Os pesquisadores entrevistaram 28 adultos, com 27 anos, em média, que sofrem da síndrome de Williams, uma condição genética que gera atraso no desenvolvimento e torna as pessoas extremamente sociais e confiantes. Os dados foram publicados no periódico Journal of Intellectual Disability Research. 

O número de participantes é pequeno, e a doença, relativamente rara. Mesmo assim, os resultados são preocupantes. Dois terços deles afirmaram que enviariam fotos para uma pessoa desconhecida em redes sociais como o Facebook. Eles também disseram que aceitariam ir para a casa de uma pessoa que conheceram on-line e teriam um relacionamento com elas sem que os pais soubessem.

A coordenadora do estudo, Marisa Fisher, estuda a síndrome de Williams há mais de uma década. Outros estudos conduzidos por ela mostram que indivíduos com essa condição, e também com síndrome de Down e autismo, costumam passar por situações de intimidação, roubo e abuso com alguma frequência.

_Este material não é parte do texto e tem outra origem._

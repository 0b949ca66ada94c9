//! [`EngineSession`]: the three host-facing operations from spec.md §6 —
//! bulk-load a position, run one fixed-depth search, and cooperatively
//! request early termination.

use std::fmt::{self, Display, Formatter};

use eniac_chess_core::{
    load_position_records, Board, LoadError, Memory, MemoryError, Move, PositionRecord, Square,
};

use crate::config::SearchConfig;
use crate::error::SearchError;
use crate::search::{search, SearchResult};
use crate::stop::StopHandle;

#[derive(Clone, Copy, Debug, PartialEq, Eq)]
/// The move a search reports: either a concrete origin/destination pair, or
/// resignation when the side to move has no pseudo-legal move at all.
pub enum MoveToken {
    Move { from: Square, to: Square },
    Resign,
}

impl MoveToken {
    #[must_use]
    pub fn from_move(mv: Option<Move>) -> MoveToken {
        match mv {
            Some(mv) => MoveToken::Move { from: mv.from, to: mv.to },
            None => MoveToken::Resign,
        }
    }
}

impl Display for MoveToken {
    /// The exact `YXYX` / `0000` text from spec.md §6.
    fn fmt(&self, f: &mut Formatter<'_>) -> fmt::Result {
        match self {
            MoveToken::Move { from, to } => write!(f, "{:02}{:02}", from.yx(), to.yx()),
            MoveToken::Resign => write!(f, "0000"),
        }
    }
}

/// A single engine instance: one board, one stop flag, exposing exactly the
/// three operations spec.md §6 contracts a host driver to.
pub struct EngineSession {
    board: Board,
    stop: StopHandle,
}

impl EngineSession {
    #[must_use]
    pub fn new() -> EngineSession {
        EngineSession {
            board: Board::new(Memory::new()),
            stop: StopHandle::new(),
        }
    }

    /// Bulk-initialize memory from a position-record stream, replacing
    /// whatever position was loaded before. Cells not mentioned by a record
    /// reset to zero, and the stop signal is cleared so a fresh position
    /// always starts from a clean cancellation state.
    ///
    /// # Errors
    ///
    /// Returns `Err` if a record addresses a cell outside `0..75` or
    /// carries a value outside `0..=99`.
    pub fn load_position(
        &mut self,
        records: impl IntoIterator<Item = PositionRecord>,
    ) -> Result<(), MemoryError> {
        self.board = load_position_records(records).map_err(|err| match err {
            LoadError::Memory(inner) => inner,
            other => unreachable!(
                "load_position_records only ever raises a Memory error, got {other:?}"
            ),
        })?;
        self.stop.reset();
        Ok(())
    }

    /// Run one fixed-depth search over the currently loaded position and
    /// report the chosen move, or [`MoveToken::Resign`] if the side to move
    /// has none.
    ///
    /// # Errors
    ///
    /// Propagates [`SearchError`] from the underlying search.
    pub fn search(&mut self, config: SearchConfig) -> Result<MoveToken, SearchError> {
        let SearchResult { best_move, .. } = search(&mut self.board, config, &self.stop)?;
        Ok(MoveToken::from_move(best_move))
    }

    /// A handle callers can use to request early termination of whatever
    /// search is currently running (or about to run) on this session. This
    /// is the only way to cancel a search from another thread; the search
    /// loop checks it cooperatively once per move tried at each node, never
    /// at instruction granularity.
    #[must_use]
    pub fn stop_handle(&self) -> StopHandle {
        self.stop.clone()
    }

    /// The board this session currently holds, for callers that need to
    /// inspect state between searches (tests, the CLI's `perft` subcommand).
    #[must_use]
    pub fn board(&self) -> &Board {
        &self.board
    }
}

impl Default for EngineSession {
    fn default() -> EngineSession {
        EngineSession::new()
    }
}

#[cfg(test)]
mod tests {
    use super::*;
    use eniac_chess_core::load_fen;

    fn records_for(fen: &str) -> Vec<PositionRecord> {
        let board = load_fen(fen).unwrap();
        (0..eniac_chess_core::MEMORY_SIZE)
            .filter_map(|addr| {
                let value = board.memory().get(addr).unwrap();
                (value != 0).then_some(PositionRecord {
                    address: addr as u8,
                    value,
                    discriminator: 0,
                })
            })
            .collect()
    }

    #[test]
    fn move_token_formats_as_yxyx() {
        let from = Square::from_yx(25).unwrap();
        let to = Square::from_yx(45).unwrap();
        let token = MoveToken::Move { from, to };
        assert_eq!(token.to_string(), "2545");
    }

    #[test]
    fn resign_token_is_zero() {
        assert_eq!(MoveToken::Resign.to_string(), "0000");
    }

    #[test]
    fn session_searches_a_loaded_position() {
        let mut session = EngineSession::new();
        session
            .load_position(records_for("r6k/8/8/8/8/8/8/R6K w - - 0 1"))
            .unwrap();
        let token = session
            .search(SearchConfig { depth: 2, max_nodes: None })
            .unwrap();
        assert_eq!(token.to_string(), "1181");
    }

    #[test]
    fn loading_a_new_position_resets_the_stop_signal() {
        let mut session = EngineSession::new();
        session.stop_handle().stop();
        session
            .load_position(records_for("r6k/8/8/8/8/8/8/R6K w - - 0 1"))
            .unwrap();
        assert!(!session.stop_handle().is_stopped());
    }
}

Segundo ela, 86% dos adultos com a síndrome de Williams entram em redes sociais quase todos os dias, geralmente sem supervisão. Ela espera, com sua experiência, desenvolver um programa de habilidades sociais que inclui regras de comportamento e segurança on-line.

Apesar de a internet ajudar indivíduos com deficiência intelectual a ter uma qualidade de vida melhor, é preciso que essas pessoas sejam auxiliadas para definir configurações de privacidade, por exemplo, e para ter discernimento ao aceitar convites.